In February, the Weeknd slipped into the 2025 Grammy Awards without anyone noticing. He’d been working alongside the Recording Academy for four months to plan his grand return to the ceremony. It had to be kept a secret for dramatic effect and theatrics of that nature. The singer had fallen out with the awards body in 2020 after his album After Hours — and its monumentally colossal single “Blinding Lights” — received zero nominations. He vowed to boycott the show and bar his label from submitting any future releases for consideration, including what might actually be his career triumph, Dawn FM

Backstage at Los Angeles’ Crypto.com Arena, the Weeknd prepared to storm the stage with over 100 dancers and an assist from Playboi Carti. Meanwhile, the audience watched as Recording Academy CEO Harvey Mason Jr. delivered a speech in front of a wall of headlines. Each story on the screen was about the shutout, his boycott, and his claim that the prestigious institution was corrupt. The Weeknd wasn’t the first artist to step away, with Frank Ocean and Drake among the others. But he was one of the first to come back. 

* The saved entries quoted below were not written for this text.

//! `SeaORM` implementation of the `ReviewService` trait.

use crate::api::types::{CommentDto, CommentRequest, ReviewDto, ReviewPatch, ReviewRequest};
use crate::db::{Store, is_unique_violation};
use crate::domain::rules::FieldError;
use crate::domain::{CommentId, ReviewId, Score, TitleId};
use crate::models::review::{Comment, Review};
use crate::models::user::User;
use crate::services::review_service::{ReviewError, ReviewService};
use tracing::{debug, info, warn};
use validator::Validate;

/// SeaORM-based implementation of [`ReviewService`].
pub struct SeaOrmReviewService {
    store: Store,
}

fn score_from(value: i32) -> Result<Score, ReviewError> {
    Score::try_from(value)
        .map_err(|e| ReviewError::Validation(vec![FieldError::new("score", e.to_string())]))
}

fn validated<T: Validate>(payload: T) -> Result<T, ReviewError> {
    if let Err(errors) = payload.validate() {
        debug!("Rejected review payload: {errors}");
        return Err(errors.into());
    }
    Ok(payload)
}

impl SeaOrmReviewService {
    #[must_use]
    pub const fn new(store: Store) -> Self {
        Self { store }
    }

    async fn ensure_title(&self, title: TitleId) -> Result<(), ReviewError> {
        if self.store.title_exists(title.value()).await? {
            Ok(())
        } else {
            Err(ReviewError::TitleNotFound(title))
        }
    }

    /// Loads a review, insisting that it belongs to `title`.
    async fn load_review(&self, title: TitleId, id: ReviewId) -> Result<Review, ReviewError> {
        self.ensure_title(title).await?;
        self.store
            .get_review(id.value())
            .await?
            .filter(|r| r.title_id == title.value())
            .ok_or(ReviewError::ReviewNotFound(id))
    }

    /// Loads a comment, insisting that it belongs to `review` under `title`.
    async fn load_comment(
        &self,
        title: TitleId,
        review: ReviewId,
        id: CommentId,
    ) -> Result<Comment, ReviewError> {
        self.load_review(title, review).await?;
        self.store
            .get_comment(id.value())
            .await?
            .filter(|c| c.review_id == review.value())
            .ok_or(ReviewError::CommentNotFound(id))
    }
}

#[async_trait::async_trait]
impl ReviewService for SeaOrmReviewService {
    async fn list_reviews(&self, title: TitleId) -> Result<Vec<ReviewDto>, ReviewError> {
        self.ensure_title(title).await?;
        let reviews = self.store.list_reviews(title.value()).await?;
        Ok(reviews.into_iter().map(ReviewDto::from).collect())
    }

    async fn get_review(&self, title: TitleId, id: ReviewId) -> Result<ReviewDto, ReviewError> {
        Ok(self.load_review(title, id).await?.into())
    }

    async fn create_review(
        &self,
        title: TitleId,
        author: &User,
        request: ReviewRequest,
    ) -> Result<ReviewDto, ReviewError> {
        let request = validated(request)?;
        let score = request.score.map(score_from).transpose()?.unwrap_or_default();
        self.ensure_title(title).await?;

        let already_reviewed = || ReviewError::AlreadyReviewed {
            title,
            author: author.username.clone(),
        };

        if self
            .store
            .find_review_by_author(title.value(), author.id)
            .await?
            .is_some()
        {
            warn!(title_id = %title, user = %author.username, "Duplicate review rejected");
            return Err(already_reviewed());
        }

        let text = request.text.unwrap_or_default();
        let id = match self
            .store
            .create_review(title.value(), author.id, &text, score.into())
            .await
        {
            Ok(id) => id,
            Err(e) if is_unique_violation(&e) => {
                warn!(title_id = %title, user = %author.username, "Concurrent duplicate review rejected");
                return Err(already_reviewed());
            }
            Err(e) => return Err(e.into()),
        };

        metrics::counter!("reviews_created_total").increment(1);
        info!(review_id = id, title_id = %title, score = %score, "Review created");

        self.load_review(title, ReviewId::new(id)).await.map(Into::into)
    }

    async fn update_review(
        &self,
        title: TitleId,
        id: ReviewId,
        patch: ReviewPatch,
    ) -> Result<ReviewDto, ReviewError> {
        let patch = validated(patch)?;
        let score = patch.score.map(score_from).transpose()?;
        self.load_review(title, id).await?;

        self.store
            .update_review(id.value(), patch.text, score.map(i16::from))
            .await?;

        self.load_review(title, id).await.map(Into::into)
    }

    async fn delete_review(&self, title: TitleId, id: ReviewId) -> Result<(), ReviewError> {
        self.load_review(title, id).await?;
        self.store.remove_review(id.value()).await?;
        Ok(())
    }

    async fn list_comments(
        &self,
        title: TitleId,
        review: ReviewId,
    ) -> Result<Vec<CommentDto>, ReviewError> {
        self.load_review(title, review).await?;
        let comments = self.store.list_comments(review.value()).await?;
        Ok(comments.into_iter().map(CommentDto::from).collect())
    }

    async fn get_comment(
        &self,
        title: TitleId,
        review: ReviewId,
        id: CommentId,
    ) -> Result<CommentDto, ReviewError> {
        Ok(self.load_comment(title, review, id).await?.into())
    }

    async fn create_comment(
        &self,
        title: TitleId,
        review: ReviewId,
        author: &User,
        request: CommentRequest,
    ) -> Result<CommentDto, ReviewError> {
        let request = validated(request)?;
        self.load_review(title, review).await?;

        let text = request.text.unwrap_or_default();
        let id = self
            .store
            .create_comment(review.value(), author.id, &text)
            .await?;

        self.load_comment(title, review, CommentId::new(id))
            .await
            .map(Into::into)
    }

    async fn update_comment(
        &self,
        title: TitleId,
        review: ReviewId,
        id: CommentId,
        request: CommentRequest,
    ) -> Result<CommentDto, ReviewError> {
        let request = validated(request)?;
        self.load_comment(title, review, id).await?;

        let text = request.text.unwrap_or_default();
        self.store.update_comment(id.value(), &text).await?;

        self.load_comment(title, review, id).await.map(Into::into)
    }

    async fn delete_comment(
        &self,
        title: TitleId,
        review: ReviewId,
        id: CommentId,
    ) -> Result<(), ReviewError> {
        self.load_comment(title, review, id).await?;
        self.store.remove_comment(id.value()).await?;
        Ok(())
    }
}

The Weeknd delivered a blazing performance of “Cry for Me” and “Timeless,” two standouts from his sixth studio album Hurry Up Tomorrow, released two days prior. Still, it wasn’t enough to garner any nominations for the 2026 Grammy Awards. 

The newly-revealed nods for next year’s show found Hurry Up Tomorrow shut out across the board, including the pop and R&B categories he’s previously earned nominations in. While it wasn’t his most defining release (again, Dawn FM, I’m so sorry it had to be this way), the album was far from unsuccessful. In July, “Timeless,” the Carti collab, became the Weeknd’s 28th song to surpass one billion streams on Spotify. The album also boasted popular collaborations with Anita on the Brazilian funk record “São Paulo” and Lana Del Rey on “The Abyss,” a hazy callback to his early soundscape. 

The Weeknd didn’t run an aggressive Grammys campaign, but Republic Records did push For Your Consideration ads for Hurry Up Tomorrow. The label pulled quotes from Pitchfork, which called it, “The Weeknd’s most expansive-sounding album.” The Guardian, the poster highlighted, called it, “a record that will floor you,” though it did remove the other half of that clause which read, “and drive you up the wall.” Though not included in the FYC round-up, Rolling Stone described the album as “dazzling and frustrating, with moments of lyrical clarity and sonic density that stand out amidst the heavy-hearted reflections and even heavier synths.”

The sonic elements of Hurry Up Tomorrow are the one thing about the album the Recording Academy didn’t seem to totally mind, actually. Cirkuit, who is up for Producer of the Year, Non-Classical, is being recognized for his work on the album tracks “Red Terror” and “Big Sleep,” which features Italian composer Giorgio Moroder. The nod is also thanks, likely in a significantly larger part, to the producer’s work on Lady Gaga’s Mayhem.

The rest was, apparently, less interesting. The Weeknd grapples with his own legacy across Hurry Up Tomorrow, from the towering heights of his career to all the times he feels he came up short. He previously suggested that the record will be his last under the moniker. “Everything needs to feel like a challenge. And for me right now, the Weeknd, whatever that is, it’s been mastered,” he told Variety earlier this year. “No one’s gonna do the Weeknd better than me, and I’m not gonna do it better than what it is right now. I think I’ve overcome every challenge as this persona.”

Maybe the Recording Academy will like Abel Tesfaye more. 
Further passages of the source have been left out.